L’épopée de 1976 comme exemple
Et si la magie des années de gloire agissait comme fil conducteur? Car dans le Forez, depuis la mi-mars, pas un jour ne se passe sans qu’il ne soit programmé, une conférence-débat, un vernissage d’exposition de photos, la projection d’un documentaire sur l’épopée de la saison 1975-1976 de Copenhague à Glasgow, des Ranges à Kiev, d’Eindhoven à cette finale face au Bayern. Avec en point d’orgue, la venue des héros de 1976 dans un Geoffroy-Guichard qui y croit avec des places qui se sont arrachées sitôt mises en vente…
Alors, d’une génération à l’autre, la transmission peut-être opérer? Un témoin d’hier et acteur d’aujourd’hui, l’entraîneur, Philippe Montanier veut y croire: « C’est là où vous découvrez le foot de haut niveau, moi j’ai 12 ans, là où vous êtes fan de foot et puis c’est l’équipe, pendant 20 ans il n’y a rien eu quoi, c’était le désert, se souvient-il. En plus ils ont réanimé la flamme, ils ont été accueillis à Paris comme des vainqueurs, parce qu’en fait pour nous tous ce sont les vrais vainqueurs, ils auraient dû gagner cette finale, le foot c’est comme ça. Et c’est aussi ça qu’il faut leur dire à nos anciens, c’est qu’ils ont été inspirants ».
« Sensibiliser au fait qu’ils sont dans un club très important et qu’avant eux, il y a eu de grandes équipes et de grands joueurs qui ont fait l’histoire de ce club »

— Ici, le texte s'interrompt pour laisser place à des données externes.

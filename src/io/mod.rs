//! Input/output helpers.
//!
//! - assembled series exports (CSV/JSON) (`export`)

pub mod export;

pub use export::*;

Alors inspirants, les Curkovic, Lopez, Piazza, Rocheteau, Santini, Revelli … et leur capitaine Larqué? Comment transformer cette présence physique, de toute cette nostalgie installée depuis deux mois en levier de motivation ? Comment faire infuser ces exploits à des joueurs nés pour la plupart au 21ème siècle, et donc imperméables à cette culture stéphanoise ? Denis Appiah, le défenseur qui a déjà connu trois montées, dont celle de 2024 a sensibilisé ses coéquipiers cette semaine: « sensibiliser au fait qu’ils sont dans un club très important et qu’avant eux, il y a eu de grandes équipes et de grands joueurs qui ont fait l’histoire de ce club. Il faut se sensibiliser à ça pour justement prendre ses responsabilités pour le match de ce week-end. Parce que l’épopée de 76, c’est un peu l’ADN de ce club, c’est une journalistes qui ne renonce jamais. Tout le monde pense que c’est fini. Ils arrivent à renverser les choses. Ça peut peut-être ressembler à ce qu’on peut vivre ce week-end ».

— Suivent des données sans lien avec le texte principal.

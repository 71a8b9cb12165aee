//! Catalog reconciliation against an external schema snapshot
//!
//! Reconciliation is additive: unseen columns are created, known columns get
//! their type refreshed, and columns missing from the snapshot are left as
//! they are. Operator-set flags are never reset. Every column is committed
//! as its own unit together with the metrics it implies.

use crate::catalog::{Backend, Column, Source};
use crate::deriver::{ensure_count_metric, generate_metrics, COUNT_METRIC};
use crate::store::{load_source, CatalogStore, StoreError};
use super::error::ReconcileError;
use super::olap::{OlapMetadataClient, TimeBoundaryProbe};
use super::snapshot::{SchemaFetcher, SchemaSnapshot};

/// What a reconciliation did to a source
#[derive(Debug, Clone, PartialEq)]
pub enum ReconcileOutcome {
    /// No metadata was available; the source was left unchanged
    Unavailable,
    Applied(ReconcileReport),
}

impl ReconcileOutcome {
    pub fn is_applied(&self) -> bool {
        matches!(self, ReconcileOutcome::Applied(_))
    }

    pub fn report(&self) -> Option<&ReconcileReport> {
        match self {
            ReconcileOutcome::Applied(report) => Some(report),
            ReconcileOutcome::Unavailable => None,
        }
    }
}

#[derive(Debug, Clone, PartialEq)]
pub struct ReconcileReport {
    /// The source as committed after reconciliation
    pub source: Source,
    pub columns_added: Vec<String>,
    /// Existing columns whose type changed
    pub columns_updated: Vec<String>,
    pub metrics_added: Vec<String>,
}

/// Reconcile a stored source against a snapshot.
///
/// An empty snapshot is a no-op.
pub fn reconcile(
    store: &mut dyn CatalogStore,
    source_name: &str,
    snapshot: &SchemaSnapshot,
) -> Result<ReconcileOutcome, ReconcileError> {
    if snapshot.is_empty() {
        tracing::debug!(source = %source_name, "Empty schema snapshot; nothing to reconcile");
        return Ok(ReconcileOutcome::Unavailable);
    }

    let source = load_source(store, source_name)?
        .ok_or_else(|| ReconcileError::SourceNotFound(source_name.to_string()))?;
    let backend = &source.backend;

    let mut columns_added = Vec::new();
    let mut columns_updated = Vec::new();
    let mut metrics_added = Vec::new();

    let mut tx = store.begin()?;
    if ensure_count_metric(tx.as_mut(), source_name, backend)? {
        metrics_added.push(COUNT_METRIC.to_string());
    }
    tx.commit()?;

    for (name, descriptor) in snapshot.iter() {
        let data_type = descriptor.parsed_type();
        let mut tx = store.begin()?;

        let column = match tx.get_column(source_name, name)? {
            None => {
                let column = Column::discovered(name.as_str(), data_type);
                tx.put_column(source_name, &column)?;
                columns_added.push(name.clone());
                column
            }
            Some(mut column) => {
                if column.data_type != data_type {
                    tracing::debug!(
                        source = %source_name,
                        column = %name,
                        from = %column.data_type,
                        to = %data_type,
                        "Column type changed"
                    );
                    column.data_type = data_type;
                    tx.put_column(source_name, &column)?;
                    columns_updated.push(name.clone());
                }
                column
            }
        };

        metrics_added.extend(generate_metrics(tx.as_mut(), source_name, backend, &column)?);
        tx.commit()?;
    }

    let source = load_source(store, source_name)?
        .ok_or_else(|| ReconcileError::SourceNotFound(source_name.to_string()))?;

    tracing::info!(
        source = %source_name,
        columns_added = columns_added.len(),
        columns_updated = columns_updated.len(),
        metrics_added = metrics_added.len(),
        "Reconciled source"
    );

    Ok(ReconcileOutcome::Applied(ReconcileReport {
        source,
        columns_added,
        columns_updated,
        metrics_added,
    }))
}

/// Ensure a source record exists for `name` on `backend`, fetch its schema
/// and reconcile.
///
/// A failing fetch is logged and reported as `Unavailable`; only store
/// failures are errors.
pub fn sync_source(
    store: &mut dyn CatalogStore,
    name: &str,
    backend: &Backend,
    fetcher: &dyn SchemaFetcher,
) -> Result<ReconcileOutcome, ReconcileError> {
    let mut tx = store.begin()?;
    if tx.upsert_source(name, backend)? {
        tracing::info!(source = %name, backend = backend.kind(), "Registered source");
    }
    tx.commit()?;

    let source = load_source(store, name)?
        .ok_or_else(|| ReconcileError::SourceNotFound(name.to_string()))?;

    let snapshot = match fetcher.fetch_schema(&source) {
        Ok(snapshot) => snapshot,
        Err(e) => {
            tracing::warn!(source = %name, error = %e, "Schema fetch failed; skipping reconciliation");
            return Ok(ReconcileOutcome::Unavailable);
        }
    };

    reconcile(store, name, &snapshot)
}

/// Sync every datasource hosted by an OLAP cluster.
///
/// Returns one outcome per datasource, in the order the cluster lists them.
/// An unreachable cluster yields no outcomes. A datasource whose name is
/// already taken by a relational source is skipped and left out.
pub fn refresh_cluster<C>(
    store: &mut dyn CatalogStore,
    cluster: &str,
    client: &C,
) -> Result<Vec<(String, ReconcileOutcome)>, ReconcileError>
where
    C: OlapMetadataClient + ?Sized,
{
    let datasources = match client.list_datasources() {
        Ok(names) => names,
        Err(e) => {
            tracing::warn!(cluster = %cluster, error = %e, "Could not list datasources");
            return Ok(Vec::new());
        }
    };

    let backend = Backend::olap(cluster);
    let probe = TimeBoundaryProbe::new(client);
    let mut outcomes = Vec::with_capacity(datasources.len());
    for datasource in datasources {
        match sync_source(store, &datasource, &backend, &probe) {
            Ok(outcome) => outcomes.push((datasource, outcome)),
            Err(ReconcileError::Store(StoreError::BackendConflict { existing, .. })) => {
                tracing::warn!(
                    cluster = %cluster,
                    datasource = %datasource,
                    existing = existing,
                    "Name belongs to a source on another backend; skipping"
                );
            }
            Err(e) => return Err(e),
        }
    }

    tracing::info!(
        cluster = %cluster,
        datasources = outcomes.len(),
        applied = outcomes.iter().filter(|(_, o)| o.is_applied()).count(),
        "Refreshed cluster"
    );
    Ok(outcomes)
}

#[cfg(test)]
mod tests {
    use super::*;
    use crate::catalog::{Catalog, DataType};
    use crate::reconciler::FetchError;
    use crate::store::MemoryStore;

    fn store_with(source: Source) -> MemoryStore {
        MemoryStore::from_catalog(&Catalog {
            sources: vec![source],
            ..Default::default()
        })
    }

    fn applied(outcome: ReconcileOutcome) -> ReconcileReport {
        match outcome {
            ReconcileOutcome::Applied(report) => report,
            ReconcileOutcome::Unavailable => panic!("expected an applied reconciliation"),
        }
    }

    #[test]
    fn test_new_string_column_is_dimensional() {
        let mut store = store_with(Source::new("events", Backend::olap("druid")));
        let snapshot = SchemaSnapshot::new()
            .with_column("country", "STRING")
            .with_column("added", "LONG");

        let report = applied(reconcile(&mut store, "events", &snapshot).unwrap());
        assert_eq!(report.columns_added, vec!["added", "country"]);
        assert_eq!(report.metrics_added, vec!["count"]);

        let country = report.source.get_column("country").unwrap();
        assert!(country.is_groupby && country.is_filterable);
        let added = report.source.get_column("added").unwrap();
        assert!(!added.is_groupby && !added.is_filterable);
        assert_eq!(added.data_type, DataType::Long);
    }

    #[test]
    fn test_type_change_keeps_flags_and_derives() {
        let source = Source::new("events", Backend::olap("druid"))
            .with_column(Column::new("amount", DataType::String).with_sum().with_groupby());
        let mut store = store_with(source);
        let snapshot = SchemaSnapshot::new().with_column("amount", "DOUBLE");

        let report = applied(reconcile(&mut store, "events", &snapshot).unwrap());
        assert_eq!(report.columns_updated, vec!["amount"]);
        assert_eq!(report.metrics_added, vec!["count", "sum__amount"]);

        let amount = report.source.get_column("amount").unwrap();
        assert_eq!(amount.data_type, DataType::Double);
        assert!(amount.sum && amount.is_groupby);
    }

    #[test]
    fn test_reconcile_twice_is_stable() {
        let mut store = store_with(Source::new("events", Backend::olap("druid")));
        let snapshot = SchemaSnapshot::new().with_column("country", "STRING");

        reconcile(&mut store, "events", &snapshot).unwrap();
        let second = applied(reconcile(&mut store, "events", &snapshot).unwrap());
        assert!(second.columns_added.is_empty());
        assert!(second.columns_updated.is_empty());
        assert!(second.metrics_added.is_empty());
        assert_eq!(second.source.columns.len(), 1);
        assert_eq!(second.source.metrics.len(), 1);
    }

    #[test]
    fn test_missing_columns_are_untouched() {
        let source = Source::new("events", Backend::olap("druid"))
            .with_column(Column::new("legacy", DataType::Long));
        let mut store = store_with(source);
        let snapshot = SchemaSnapshot::new().with_column("country", "STRING");

        let report = applied(reconcile(&mut store, "events", &snapshot).unwrap());
        let legacy = report.source.get_column("legacy").unwrap();
        assert!(legacy.is_active);
    }

    #[test]
    fn test_empty_snapshot_is_noop() {
        let source = Source::new("events", Backend::olap("druid"))
            .with_column(Column::new("a", DataType::Long));
        let mut store = store_with(source.clone());

        let outcome = reconcile(&mut store, "events", &SchemaSnapshot::new()).unwrap();
        assert_eq!(outcome, ReconcileOutcome::Unavailable);
        assert_eq!(store.source("events"), Some(&source));
    }

    #[test]
    fn test_unknown_source() {
        let mut store = MemoryStore::new();
        let snapshot = SchemaSnapshot::new().with_column("a", "LONG");
        let err = reconcile(&mut store, "ghost", &snapshot).unwrap_err();
        assert!(matches!(err, ReconcileError::SourceNotFound(name) if name == "ghost"));
    }

    struct Failing;

    impl SchemaFetcher for Failing {
        fn fetch_schema(&self, _source: &Source) -> Result<SchemaSnapshot, FetchError> {
            Err(FetchError::Unavailable("connection refused".into()))
        }
    }

    #[test]
    fn test_sync_source_refuses_backend_kind_change() {
        let mut store = store_with(Source::new("orders", Backend::relational("warehouse")));
        let fetcher = Failing;
        let err = sync_source(&mut store, "orders", &Backend::olap("druid"), &fetcher).unwrap_err();
        assert!(matches!(
            err,
            ReconcileError::Store(StoreError::BackendConflict { existing: "relational", .. })
        ));
        assert!(store.source("orders").unwrap().backend.is_relational());
    }

    #[test]
    fn test_sync_source_tolerates_fetch_failure() {
        let mut store = MemoryStore::new();
        let outcome = sync_source(&mut store, "orders", &Backend::relational("warehouse"), &Failing).unwrap();
        assert_eq!(outcome, ReconcileOutcome::Unavailable);

        let source = store.source("orders").unwrap();
        assert!(source.columns.is_empty());
        assert!(source.metrics.is_empty());
    }
}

Réponse ce samedi soir dans un Geoffroy-Guichard prêt à bouillir
Philippe Montanier a déjà sa causerie de prête: « On doit respecter l’ADN, on est dans un match de Coupe d’Europe, on a perdu 1-0 à l’aller, Saint-Etienne perd 2-0 à Kiev, à ce moment-là, pour moi, une des plus grosses équipes d’Europe avec Lobanovski comme entraîneur, et qui gagne 3-0. Nous on se retrouve avec cet ADN-là, de dire, eux ils l’ont fait, et nous on doit continuer à faire perdurer ça ».
Ces mots pousseront-ils la génération 2026 à remettre dans l’élite du football français, le club aux dix titres de champions de France, une saison après sa descente ? Réponse peu avant 22heures avec des spectateurs privilégiés, les héros de 1976, qui se diraient que leur esprit veille encore Geoffroy-Guichard, un demi-siècle plus tard.
Source : rmcsport.bfmtv.com
Conclusion : Notre équipe continuera à fournir une analyse régulière.